Пушкинский «театральный» цитатный слой этого текста был уже обозначен исследователями. Идея вечного возвращения представлена здесь на театре. Но в представление входит еще одна часть, к оперному представлению, казалось бы, не относящаяся, — разъезд. Настоящий конец — именно после разъезда. Занавес наглухо падает после этого. На языке самого Мандельштама, события происходят «на театре и на праздном вече», на праздном и прозаическом вече этого театрального разъезда. И мы знаем какого рода эти события: «на театре и на праздном вече умирает человек». Но это не просто безотлагательный конец и небытие: у Мандельштама смерть и возрождение, умирание и воскресение. Полет валькирий и звук смычка соединяют конец и неназванное начало представления в кольце какого-то единого сюжета. Само стихотворение образует композиционное кольцо, двигаясь от гибели и конца — к своему истоку. Идет опера Вагнера «Валькирия» из тетралогии «Кольцо Нибелунгов». Нем. Vagner — «каретник, мастер по изготовлению повозок». Карета, таким образом, появляется с самого начала — громоздкая карета вагнеровской оперы. В набоковском «Даре» идея вечного возвращения дана уже мандельштамовском преломлении: «…Невозмутимый мотоциклист провез в прицепной каретке бюст Вагнера; и уже, когда приблизились к дому, прошлый свет догнал настоящее, пропитал его до насыщения, и все стало таким, каким бывало в этом же Берлине три года назад, как бывало когда-то в России, как бывало и будет всегда».

Повозка превращается в пушкинскую карету последнего разряда и убийственного разъезда. Пушкин здесь — не солнечный Фаэтон поэтического полета, а «средь детей ничтожных мира», может быть, самый ничтожный. Во «Вдохновении» Бориса Пастернака:

О, теперь и от лип не в секрете:
Город пуст по зарям оттого,
Что последний из смертных в карете
Под стихом и при нем часовой.
(I, 176)

В каких бы обличьях не появлялась «карета» у Мандельштама — «сани правоведа», «карета фрейлины», «рессорная карета», «коляска» Весны, «арба воловья» и «варварская телега» Овидия и т. д., - она будет связана с «карой», и эта «кара» взята в паре «песни» и «казни».

Чуткий смотритель русской словесности Набоков картинкой памяти, проступающей «поверх плетней, где быть морям бы» (Пастернак), так завершает свои мемуары: «…Как на загадочных картинках, где все нарочно спутано („Найдите, что Спрятал Матрос“), однажды увиденное не может быть возвращено в хаос никогда». В мемуарах Набокова оптический прибор геодезическим, если можно так сказать, образом дает изображение вверх ногами (способ, описанный им в «Аде»).
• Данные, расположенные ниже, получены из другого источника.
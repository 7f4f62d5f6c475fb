//! Tandem CLI entry point: argument parsing, logging setup, dispatch.

use clap::Parser;
use miette::Result;
use tandem_cli::{cli, commands, error, logger, ui};

#[tokio::main]
async fn main() -> Result<()> {
    let args = cli::Cli::parse();

    logger::init_logger(args.verbose, args.quiet, args.no_color);
    ui::init_colors(args.no_color);

    let result = match args.command {
        cli::Command::Build(build_args) => commands::build_execute(build_args).await,
        cli::Command::Check(check_args) => commands::check_execute(check_args).await,
    };

    // Convert CLI errors to miette diagnostics for rendering
    result.map_err(error::cli_error_to_miette)
}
В «Даре», а затем в «Память, говори!» автор рассказывает о заборе бродячего цирка — аллегории подражательности. Набоков повествует о первом опыте стихотворчества, когда «затасканные обрывки из поэтов», мешая слуху и зрению, образуют непроницаемую стену: «Годы спустя, на убогой окраине иностранного города, я видел забор, доски которого были принесены из какого-то другого места, где они, очевидно, ограждали стоянку бродячего цирка. Какой-то разносторонний зазывала нарисовал на нем животных; но тот, кто снимал доски и потом их сколачивал, был, должно быть, слеп или безумен, потому что теперь на заборе видны были только разъединенные фрагменты (некоторые даже вверх ногами) — чья-то рыжевато-коричневая ляжка, голова зебры, слоновья нога» (в «Даре» это что-то «рыжевато-коричневое» было «спиной тигра»). Интертекстуальный смысл такой забористой картины может прояснить Мандельштам, писавший в «Письме о русской поэзии»: «Иннокентий Анненский уже являл пример того, чем должен быть органический поэт: весь корабль сколочен из чужих досок, но у него своя стать» (II, 239). Статью Мандельштама Набоков читать не мог. Просматривается и другой пассаж из «Путешествия в Армению», глава «Вокруг натуралистов»: «В зоологических описаниях Линнея нельзя не отметить преемственной связи и некоторой зависимости от ярмарочного зверинца. Владелец странствующего балагана или наемный шарлатан-обьяснитель стремится показать товар лицом. Эти зазывалы-обьяснители меньше всего думали о том, что им придется сыграть некоторую роль в происхождении стиля классического естествознания. Они врали напропалую, мололи чушь на голодный желудок, но при этом сами увлекались своим искусством. Их вывозила нелегкая кривая, а также профессиональный опыт и прочная традиция ремесла.